- [Problem description]
Print every line of the listing below, starting with the line that holds "header.src, packet.in_port, now).await;" and going on through the line that holds "a buffered frame", both included, and print nothing else.

*** Opening Task inputs ***

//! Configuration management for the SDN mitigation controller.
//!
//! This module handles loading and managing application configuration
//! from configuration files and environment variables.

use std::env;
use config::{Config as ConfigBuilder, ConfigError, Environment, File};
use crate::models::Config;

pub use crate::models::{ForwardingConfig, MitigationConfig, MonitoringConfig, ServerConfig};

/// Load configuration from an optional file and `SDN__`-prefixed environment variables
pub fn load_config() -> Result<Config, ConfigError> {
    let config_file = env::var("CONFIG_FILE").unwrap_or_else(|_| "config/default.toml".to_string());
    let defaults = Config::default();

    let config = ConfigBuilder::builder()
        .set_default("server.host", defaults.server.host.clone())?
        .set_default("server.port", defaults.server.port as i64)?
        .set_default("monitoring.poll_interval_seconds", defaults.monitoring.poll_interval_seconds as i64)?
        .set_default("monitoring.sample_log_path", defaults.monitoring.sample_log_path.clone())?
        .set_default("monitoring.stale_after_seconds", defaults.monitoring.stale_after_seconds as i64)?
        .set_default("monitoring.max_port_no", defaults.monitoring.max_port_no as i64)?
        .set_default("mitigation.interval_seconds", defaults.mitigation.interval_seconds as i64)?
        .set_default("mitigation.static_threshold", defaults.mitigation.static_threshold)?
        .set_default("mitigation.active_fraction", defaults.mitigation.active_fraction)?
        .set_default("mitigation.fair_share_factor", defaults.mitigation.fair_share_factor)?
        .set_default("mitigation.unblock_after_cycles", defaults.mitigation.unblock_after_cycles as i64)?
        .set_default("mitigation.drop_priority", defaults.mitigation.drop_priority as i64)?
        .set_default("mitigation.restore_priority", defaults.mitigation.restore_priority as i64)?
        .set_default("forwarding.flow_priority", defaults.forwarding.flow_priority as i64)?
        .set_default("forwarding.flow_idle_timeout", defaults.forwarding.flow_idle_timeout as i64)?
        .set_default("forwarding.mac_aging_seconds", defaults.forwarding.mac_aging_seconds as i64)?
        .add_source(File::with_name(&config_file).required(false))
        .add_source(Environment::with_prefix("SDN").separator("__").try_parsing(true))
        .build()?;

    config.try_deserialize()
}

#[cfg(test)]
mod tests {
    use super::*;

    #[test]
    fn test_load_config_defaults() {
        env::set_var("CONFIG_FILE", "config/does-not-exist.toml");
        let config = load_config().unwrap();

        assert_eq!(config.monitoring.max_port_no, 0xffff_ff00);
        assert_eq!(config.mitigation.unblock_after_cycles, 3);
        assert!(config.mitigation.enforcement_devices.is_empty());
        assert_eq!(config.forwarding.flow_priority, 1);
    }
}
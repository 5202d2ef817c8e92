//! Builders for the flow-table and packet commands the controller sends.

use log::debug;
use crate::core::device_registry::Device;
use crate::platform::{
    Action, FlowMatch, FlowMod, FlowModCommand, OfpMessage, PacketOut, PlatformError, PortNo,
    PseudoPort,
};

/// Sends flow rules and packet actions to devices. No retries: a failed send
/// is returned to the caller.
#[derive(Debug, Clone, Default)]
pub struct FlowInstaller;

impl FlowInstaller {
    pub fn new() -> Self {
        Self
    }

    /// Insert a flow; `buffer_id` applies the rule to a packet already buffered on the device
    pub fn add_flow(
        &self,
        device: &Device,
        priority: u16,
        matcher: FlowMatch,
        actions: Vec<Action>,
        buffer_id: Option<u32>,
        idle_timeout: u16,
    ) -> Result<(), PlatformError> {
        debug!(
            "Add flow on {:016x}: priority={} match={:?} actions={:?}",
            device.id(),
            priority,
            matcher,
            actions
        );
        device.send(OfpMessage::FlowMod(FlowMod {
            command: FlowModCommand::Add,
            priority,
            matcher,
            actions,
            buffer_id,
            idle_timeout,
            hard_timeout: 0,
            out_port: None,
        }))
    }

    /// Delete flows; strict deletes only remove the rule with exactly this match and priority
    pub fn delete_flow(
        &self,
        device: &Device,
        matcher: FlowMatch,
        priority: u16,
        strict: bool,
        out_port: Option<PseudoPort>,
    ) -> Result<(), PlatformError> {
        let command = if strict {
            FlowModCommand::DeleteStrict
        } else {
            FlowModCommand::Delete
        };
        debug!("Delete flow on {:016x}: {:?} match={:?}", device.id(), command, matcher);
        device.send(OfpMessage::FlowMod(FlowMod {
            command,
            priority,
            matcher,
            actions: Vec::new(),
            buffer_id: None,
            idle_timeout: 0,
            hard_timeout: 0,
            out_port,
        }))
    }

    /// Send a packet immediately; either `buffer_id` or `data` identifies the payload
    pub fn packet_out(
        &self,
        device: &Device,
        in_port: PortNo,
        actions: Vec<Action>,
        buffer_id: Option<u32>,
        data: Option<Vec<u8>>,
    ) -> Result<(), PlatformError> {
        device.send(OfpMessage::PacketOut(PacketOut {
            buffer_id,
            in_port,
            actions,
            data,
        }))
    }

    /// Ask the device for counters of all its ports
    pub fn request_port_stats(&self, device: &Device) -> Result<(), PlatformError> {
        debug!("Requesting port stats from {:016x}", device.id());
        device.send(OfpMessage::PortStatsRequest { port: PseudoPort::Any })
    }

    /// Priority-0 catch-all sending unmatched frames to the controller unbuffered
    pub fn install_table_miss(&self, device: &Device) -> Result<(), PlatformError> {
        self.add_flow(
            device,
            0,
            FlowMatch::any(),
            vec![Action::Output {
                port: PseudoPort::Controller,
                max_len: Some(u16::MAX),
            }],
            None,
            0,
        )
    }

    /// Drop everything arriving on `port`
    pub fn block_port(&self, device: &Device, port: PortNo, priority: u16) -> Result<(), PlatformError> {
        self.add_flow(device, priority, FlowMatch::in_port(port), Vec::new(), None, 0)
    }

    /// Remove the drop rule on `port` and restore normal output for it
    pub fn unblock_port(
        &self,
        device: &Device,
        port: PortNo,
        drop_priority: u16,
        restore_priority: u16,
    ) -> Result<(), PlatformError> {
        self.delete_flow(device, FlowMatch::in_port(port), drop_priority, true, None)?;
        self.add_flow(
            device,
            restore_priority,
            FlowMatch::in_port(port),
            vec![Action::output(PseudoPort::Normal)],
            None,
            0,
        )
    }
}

*** Closing Task inputs ***
*** Opening Task inputs ***

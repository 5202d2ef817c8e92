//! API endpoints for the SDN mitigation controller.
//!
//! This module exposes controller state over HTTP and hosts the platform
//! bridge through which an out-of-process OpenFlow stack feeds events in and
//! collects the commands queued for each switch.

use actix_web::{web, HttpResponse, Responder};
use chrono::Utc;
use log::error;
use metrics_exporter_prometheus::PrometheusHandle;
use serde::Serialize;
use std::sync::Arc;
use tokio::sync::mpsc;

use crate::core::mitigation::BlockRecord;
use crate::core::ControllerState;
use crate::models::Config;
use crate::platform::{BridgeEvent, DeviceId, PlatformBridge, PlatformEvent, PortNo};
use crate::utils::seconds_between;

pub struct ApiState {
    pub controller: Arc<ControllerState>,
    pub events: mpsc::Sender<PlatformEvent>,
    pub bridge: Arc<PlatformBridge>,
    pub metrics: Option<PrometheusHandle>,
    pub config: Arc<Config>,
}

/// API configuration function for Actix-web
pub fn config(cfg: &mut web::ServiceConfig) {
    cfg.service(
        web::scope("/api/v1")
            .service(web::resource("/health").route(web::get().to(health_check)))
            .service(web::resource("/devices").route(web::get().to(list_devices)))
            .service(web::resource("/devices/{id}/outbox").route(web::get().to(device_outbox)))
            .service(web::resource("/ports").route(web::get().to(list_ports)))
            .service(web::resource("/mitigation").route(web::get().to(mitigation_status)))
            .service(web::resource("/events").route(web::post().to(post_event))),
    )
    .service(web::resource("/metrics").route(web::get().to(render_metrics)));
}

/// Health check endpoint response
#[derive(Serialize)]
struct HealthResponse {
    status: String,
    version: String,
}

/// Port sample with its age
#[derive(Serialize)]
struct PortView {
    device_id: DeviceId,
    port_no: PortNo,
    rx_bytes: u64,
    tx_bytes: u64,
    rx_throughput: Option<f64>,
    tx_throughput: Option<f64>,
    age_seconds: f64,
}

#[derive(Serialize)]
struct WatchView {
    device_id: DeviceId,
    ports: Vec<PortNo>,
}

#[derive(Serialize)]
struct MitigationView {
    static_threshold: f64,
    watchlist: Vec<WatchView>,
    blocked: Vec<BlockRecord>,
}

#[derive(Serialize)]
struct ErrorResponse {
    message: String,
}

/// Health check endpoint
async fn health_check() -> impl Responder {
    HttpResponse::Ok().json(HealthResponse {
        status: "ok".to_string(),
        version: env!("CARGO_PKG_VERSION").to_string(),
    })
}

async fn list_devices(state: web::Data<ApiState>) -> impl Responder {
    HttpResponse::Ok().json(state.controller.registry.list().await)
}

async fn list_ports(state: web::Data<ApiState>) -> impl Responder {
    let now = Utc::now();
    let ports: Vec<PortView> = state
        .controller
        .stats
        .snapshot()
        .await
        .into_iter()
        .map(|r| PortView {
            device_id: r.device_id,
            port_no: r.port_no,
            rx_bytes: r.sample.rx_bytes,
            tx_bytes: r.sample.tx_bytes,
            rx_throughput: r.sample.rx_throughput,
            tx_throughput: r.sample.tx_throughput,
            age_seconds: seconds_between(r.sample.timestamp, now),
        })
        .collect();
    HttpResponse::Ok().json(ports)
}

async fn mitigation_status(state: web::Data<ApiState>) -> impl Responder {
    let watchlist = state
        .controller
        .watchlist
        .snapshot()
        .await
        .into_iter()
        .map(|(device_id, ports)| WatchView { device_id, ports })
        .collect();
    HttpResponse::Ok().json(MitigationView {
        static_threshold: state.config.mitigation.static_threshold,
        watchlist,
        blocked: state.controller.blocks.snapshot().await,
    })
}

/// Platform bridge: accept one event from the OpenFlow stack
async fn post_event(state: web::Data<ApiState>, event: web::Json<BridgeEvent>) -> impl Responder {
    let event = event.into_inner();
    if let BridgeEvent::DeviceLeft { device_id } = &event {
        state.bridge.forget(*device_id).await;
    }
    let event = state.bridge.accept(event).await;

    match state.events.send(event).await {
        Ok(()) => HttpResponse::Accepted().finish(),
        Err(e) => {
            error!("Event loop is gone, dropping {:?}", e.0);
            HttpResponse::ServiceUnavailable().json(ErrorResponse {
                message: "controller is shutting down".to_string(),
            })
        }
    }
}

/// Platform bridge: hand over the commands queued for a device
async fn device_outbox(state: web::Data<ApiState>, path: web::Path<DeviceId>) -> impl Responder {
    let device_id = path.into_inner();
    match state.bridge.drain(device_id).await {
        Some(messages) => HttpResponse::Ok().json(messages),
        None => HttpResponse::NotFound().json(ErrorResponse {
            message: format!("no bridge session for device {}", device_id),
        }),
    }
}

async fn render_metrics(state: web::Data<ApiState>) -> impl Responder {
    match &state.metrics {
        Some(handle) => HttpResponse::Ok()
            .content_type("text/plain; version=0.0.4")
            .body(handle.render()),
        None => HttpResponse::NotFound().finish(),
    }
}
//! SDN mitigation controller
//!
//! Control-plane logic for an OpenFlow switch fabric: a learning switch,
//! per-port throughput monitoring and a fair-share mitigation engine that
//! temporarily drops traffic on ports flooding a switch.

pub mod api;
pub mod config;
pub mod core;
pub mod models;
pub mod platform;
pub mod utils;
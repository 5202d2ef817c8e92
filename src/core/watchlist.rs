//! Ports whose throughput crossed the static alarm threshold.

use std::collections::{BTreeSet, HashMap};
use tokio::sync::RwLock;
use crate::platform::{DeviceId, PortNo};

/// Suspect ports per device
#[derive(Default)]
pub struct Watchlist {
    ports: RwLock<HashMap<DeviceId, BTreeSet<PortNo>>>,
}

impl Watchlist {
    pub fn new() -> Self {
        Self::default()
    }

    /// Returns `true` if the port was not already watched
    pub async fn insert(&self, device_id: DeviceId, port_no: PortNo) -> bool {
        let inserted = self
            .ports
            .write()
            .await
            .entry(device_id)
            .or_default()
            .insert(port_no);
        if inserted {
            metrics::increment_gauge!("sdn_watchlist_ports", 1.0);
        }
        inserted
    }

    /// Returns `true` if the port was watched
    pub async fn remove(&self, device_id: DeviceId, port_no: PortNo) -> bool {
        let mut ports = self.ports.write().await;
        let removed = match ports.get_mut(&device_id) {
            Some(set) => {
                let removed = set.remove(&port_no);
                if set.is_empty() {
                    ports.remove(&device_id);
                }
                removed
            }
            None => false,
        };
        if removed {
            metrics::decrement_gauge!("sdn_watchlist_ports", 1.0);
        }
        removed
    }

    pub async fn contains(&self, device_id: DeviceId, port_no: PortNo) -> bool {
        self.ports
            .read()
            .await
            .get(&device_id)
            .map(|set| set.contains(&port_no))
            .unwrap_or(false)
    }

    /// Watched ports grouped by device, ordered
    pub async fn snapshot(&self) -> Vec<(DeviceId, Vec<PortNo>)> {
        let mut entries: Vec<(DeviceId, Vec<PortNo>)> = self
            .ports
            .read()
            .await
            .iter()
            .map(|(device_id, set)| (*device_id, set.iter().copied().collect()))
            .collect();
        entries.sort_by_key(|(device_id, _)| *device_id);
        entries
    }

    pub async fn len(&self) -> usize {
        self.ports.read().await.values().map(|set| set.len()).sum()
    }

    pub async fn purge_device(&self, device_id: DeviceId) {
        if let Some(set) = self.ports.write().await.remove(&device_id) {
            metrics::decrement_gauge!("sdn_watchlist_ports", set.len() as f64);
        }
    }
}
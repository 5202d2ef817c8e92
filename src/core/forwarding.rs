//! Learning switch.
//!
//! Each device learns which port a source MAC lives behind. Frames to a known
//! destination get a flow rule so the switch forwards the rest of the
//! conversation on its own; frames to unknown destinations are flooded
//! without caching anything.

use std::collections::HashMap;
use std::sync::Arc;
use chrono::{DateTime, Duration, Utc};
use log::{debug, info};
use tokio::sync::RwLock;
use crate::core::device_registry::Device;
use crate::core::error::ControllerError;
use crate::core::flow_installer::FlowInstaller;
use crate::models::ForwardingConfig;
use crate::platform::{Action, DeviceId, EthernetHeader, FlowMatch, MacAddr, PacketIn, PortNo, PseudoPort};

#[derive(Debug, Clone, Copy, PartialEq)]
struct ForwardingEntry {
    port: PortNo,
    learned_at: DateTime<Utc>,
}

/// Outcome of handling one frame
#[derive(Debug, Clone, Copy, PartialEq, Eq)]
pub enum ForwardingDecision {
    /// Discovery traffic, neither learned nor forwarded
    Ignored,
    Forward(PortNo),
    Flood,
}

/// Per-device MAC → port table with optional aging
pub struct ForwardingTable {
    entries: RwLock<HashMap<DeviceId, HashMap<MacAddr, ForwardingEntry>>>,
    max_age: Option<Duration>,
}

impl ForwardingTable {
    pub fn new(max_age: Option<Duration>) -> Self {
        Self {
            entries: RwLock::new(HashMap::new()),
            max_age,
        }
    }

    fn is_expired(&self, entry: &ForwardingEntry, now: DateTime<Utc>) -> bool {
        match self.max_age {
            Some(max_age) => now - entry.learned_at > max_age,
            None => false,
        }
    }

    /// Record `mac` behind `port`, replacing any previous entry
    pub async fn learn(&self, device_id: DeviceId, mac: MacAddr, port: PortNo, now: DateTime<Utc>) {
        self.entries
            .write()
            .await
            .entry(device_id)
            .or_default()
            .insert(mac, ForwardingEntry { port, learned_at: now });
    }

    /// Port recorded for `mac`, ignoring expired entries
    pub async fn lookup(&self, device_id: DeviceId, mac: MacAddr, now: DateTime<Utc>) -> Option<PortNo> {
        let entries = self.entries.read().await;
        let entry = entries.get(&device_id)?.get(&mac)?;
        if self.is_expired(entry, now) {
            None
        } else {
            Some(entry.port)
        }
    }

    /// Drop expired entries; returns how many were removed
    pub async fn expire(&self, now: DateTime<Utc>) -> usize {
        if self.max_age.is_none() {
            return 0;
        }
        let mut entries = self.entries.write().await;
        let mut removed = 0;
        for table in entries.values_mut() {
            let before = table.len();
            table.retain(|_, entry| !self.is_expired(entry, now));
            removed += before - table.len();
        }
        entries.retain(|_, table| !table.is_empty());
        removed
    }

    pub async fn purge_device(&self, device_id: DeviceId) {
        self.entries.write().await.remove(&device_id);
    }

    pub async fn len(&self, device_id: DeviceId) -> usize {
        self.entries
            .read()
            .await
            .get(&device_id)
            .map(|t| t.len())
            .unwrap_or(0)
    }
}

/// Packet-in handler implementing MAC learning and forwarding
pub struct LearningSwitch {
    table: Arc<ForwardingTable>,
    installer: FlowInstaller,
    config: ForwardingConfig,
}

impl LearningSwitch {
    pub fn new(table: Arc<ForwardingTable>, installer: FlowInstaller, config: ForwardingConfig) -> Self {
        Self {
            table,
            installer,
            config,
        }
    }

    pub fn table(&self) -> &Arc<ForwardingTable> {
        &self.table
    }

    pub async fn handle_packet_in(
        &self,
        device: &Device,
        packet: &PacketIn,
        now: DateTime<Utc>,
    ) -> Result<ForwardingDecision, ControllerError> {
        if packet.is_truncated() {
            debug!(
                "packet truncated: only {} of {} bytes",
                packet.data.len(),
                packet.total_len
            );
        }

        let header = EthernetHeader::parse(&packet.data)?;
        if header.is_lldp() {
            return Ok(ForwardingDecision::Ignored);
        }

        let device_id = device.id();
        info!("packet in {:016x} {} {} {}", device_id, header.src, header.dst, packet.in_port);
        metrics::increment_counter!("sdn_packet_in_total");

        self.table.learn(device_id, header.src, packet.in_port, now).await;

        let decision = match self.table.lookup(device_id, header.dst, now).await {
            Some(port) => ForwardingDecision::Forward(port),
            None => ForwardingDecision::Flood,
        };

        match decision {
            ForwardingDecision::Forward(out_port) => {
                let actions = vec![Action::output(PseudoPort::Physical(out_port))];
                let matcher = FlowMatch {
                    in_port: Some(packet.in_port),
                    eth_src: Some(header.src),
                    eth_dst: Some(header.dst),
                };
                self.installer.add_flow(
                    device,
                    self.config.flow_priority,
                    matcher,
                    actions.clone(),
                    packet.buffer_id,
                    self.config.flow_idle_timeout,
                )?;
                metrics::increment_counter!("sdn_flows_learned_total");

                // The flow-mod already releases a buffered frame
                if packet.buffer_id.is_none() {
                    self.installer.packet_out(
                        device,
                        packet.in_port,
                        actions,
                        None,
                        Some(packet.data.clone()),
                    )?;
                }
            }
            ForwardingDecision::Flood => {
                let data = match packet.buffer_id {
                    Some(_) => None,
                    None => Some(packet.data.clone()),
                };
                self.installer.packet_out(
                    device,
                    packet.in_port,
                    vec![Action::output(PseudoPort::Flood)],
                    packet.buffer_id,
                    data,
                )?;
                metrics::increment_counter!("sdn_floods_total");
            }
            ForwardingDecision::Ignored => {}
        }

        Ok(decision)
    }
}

*** Closing Task inputs ***

- [Result of the task]
        self.table.learn(device_id, header.src, packet.in_port, now).await;

        let decision = match self.table.lookup(device_id, header.dst, now).await {
            Some(port) => ForwardingDecision::Forward(port),
            None => ForwardingDecision::Flood,
        };

        match decision {
            ForwardingDecision::Forward(out_port) => {
                let actions = vec![Action::output(PseudoPort::Physical(out_port))];
                let matcher = FlowMatch {
                    in_port: Some(packet.in_port),
                    eth_src: Some(header.src),
                    eth_dst: Some(header.dst),
                };
                self.installer.add_flow(
                    device,
                    self.config.flow_priority,
                    matcher,
                    actions.clone(),
                    packet.buffer_id,
                    self.config.flow_idle_timeout,
                )?;
                metrics::increment_counter!("sdn_flows_learned_total");

                // The flow-mod already releases a buffered frame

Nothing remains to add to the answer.